Top Imitated Brands in Email Attacks
These brands resonate with us on a daily basis, playing integral roles in our routines. Cyber threat actors therefore often exploit the trust and relationships forged between their brands and their customers as a persuasive tool, luring unsuspecting individuals into clicking on malicious links without exercising due caution.
Impact of ChatGPT on Phishing Attacks and Email Security Trends
The media and industry have been engaged in extensive discussions about the capabilities and potential risks of AI, particularly in the context of ChatGPT. As with any powerful tool, its impact can be harnessed for both positive and negative purposes, depending on the intentions of the individual operating it. While ChatGPT holds tremendous promise for the future, its current capabilities are still in the early stages of development.
There have been reports of individuals claiming to have manipulated ChatGPT into writing malware, but these claims remain unsubstantiated and lack conclusive evidence. However, what has been observed is threat actors utilizing ChatGPT to enhance their phishing techniques. ChatGPT’s language skills surpass those of a non-native speaker, enabling threat actors to craft phishing emails that appear more convincing. For instance, if you receive a phishing email with improper grammar or slang, it is easier to identify it as fraudulent. However, with the assistance of AI, these threat actors can refine their language skills, making it increasingly challenging to distinguish between genuine and malicious communications.

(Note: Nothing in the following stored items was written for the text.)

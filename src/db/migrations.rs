//! Database migrations
//!
//! Schema creation and migration logic.

use rusqlite::Connection;

use super::connection::DbResult;

const SCHEMA_VERSION: i32 = 1;

/// Run all migrations to bring the database up to the current schema version
pub fn run_migrations(conn: &Connection) -> DbResult<()> {
    conn.execute(
        "CREATE TABLE IF NOT EXISTS schema_migrations (
            version INTEGER PRIMARY KEY,
            applied_at TEXT NOT NULL DEFAULT (datetime('now'))
        )",
        [],
    )?;

    let current_version = get_schema_version(conn)?;

    if current_version < 1 {
        migrate_v1(conn)?;
        conn.execute("INSERT INTO schema_migrations (version) VALUES (1)", [])?;
    }

    Ok(())
}

/// Get the current schema version
pub fn get_schema_version(conn: &Connection) -> DbResult<i32> {
    let version: i32 = conn.query_row(
        "SELECT COALESCE(MAX(version), 0) FROM schema_migrations",
        [],
        |row| row.get(0),
    )?;
    Ok(version)
}

/// Migration v1: Initial schema
fn migrate_v1(conn: &Connection) -> DbResult<()> {
    conn.execute_batch(
        r#"
        -- ============================================
        -- FOOD ITEMS
        -- Live pantry contents; ids are assigned by the inventory store
        -- ============================================
        CREATE TABLE food_items (
            id INTEGER PRIMARY KEY,
            name TEXT NOT NULL,
            category TEXT NOT NULL,
            quantity REAL NOT NULL CHECK(quantity > 0),
            unit TEXT NOT NULL,
            expiration_date TEXT NOT NULL,       -- YYYY-MM-DD
            price REAL NOT NULL DEFAULT 0 CHECK(price >= 0),  -- value of the whole quantity
            created_at TEXT NOT NULL,
            updated_at TEXT NOT NULL
        );

        CREATE INDEX idx_food_items_expiration ON food_items(expiration_date);
        CREATE INDEX idx_food_items_category ON food_items(category);

        -- ============================================
        -- HISTORY EVENTS
        -- Append-only used/wasted log; no FK to food_items on purpose
        -- ============================================
        CREATE TABLE history_events (
            id INTEGER PRIMARY KEY,
            kind TEXT NOT NULL CHECK(kind IN ('used', 'wasted')),
            item_id INTEGER NOT NULL,
            item_name TEXT NOT NULL,
            category TEXT NOT NULL,
            quantity REAL NOT NULL,
            unit TEXT NOT NULL,
            value REAL NOT NULL,
            date TEXT NOT NULL
        );

        CREATE INDEX idx_history_events_date ON history_events(date);
        CREATE INDEX idx_history_events_kind ON history_events(kind);

        -- ============================================
        -- PANTRY STATE
        -- Single row: gamification counters and id allocation
        -- ============================================
        CREATE TABLE pantry_state (
            id INTEGER PRIMARY KEY CHECK(id = 1),
            score INTEGER NOT NULL DEFAULT 0,
            items_added INTEGER NOT NULL DEFAULT 0,
            items_used INTEGER NOT NULL DEFAULT 0,
            items_wasted INTEGER NOT NULL DEFAULT 0,
            recipes_created INTEGER NOT NULL DEFAULT 0,
            next_item_id INTEGER NOT NULL DEFAULT 1,
            updated_at TEXT NOT NULL DEFAULT (datetime('now'))
        );

        -- ============================================
        -- CUSTOM RECIPES
        -- User-authored recipes; ingredients stored as JSON
        -- ============================================
        CREATE TABLE custom_recipes (
            id INTEGER PRIMARY KEY AUTOINCREMENT,
            name TEXT NOT NULL,
            ingredients TEXT NOT NULL,
            instructions TEXT NOT NULL DEFAULT '',
            created_at TEXT NOT NULL
        );
        "#,
    )?;

    tracing::debug!(version = SCHEMA_VERSION, "applied initial schema");
    Ok(())
}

Moreover, ChatGPT has the capability to automatically gather personal data from various online sources. Previously, malicious actors had to manually scrape together information from individual accounts. However, with the aid of AI, they can streamline this process, leveraging the technology to extract relevant details more efficiently. By accumulating a wealth of personal information, these perpetrators can then impersonate trusted sources with personalized verbiage, deceiving recipients into clicking on malicious links. This is particularly alarming considering the potential consequences for individuals who possess access to financial systems or hold positions of authority.
In conclusion, in an increasingly email-reliant world, cyber threats exploit vulnerabilities in communication by employing various phishing techniques and leveraging AI-powered tools like ChatGPT to create more convincing and personalized attacks, necessitating heightened cybersecurity measures to protect against these evolving dangers. It is vital that cyber insurance professionals understand these trends and mitigation techniques so that they can better advise their insureds and limit carrier cyber risk exposure.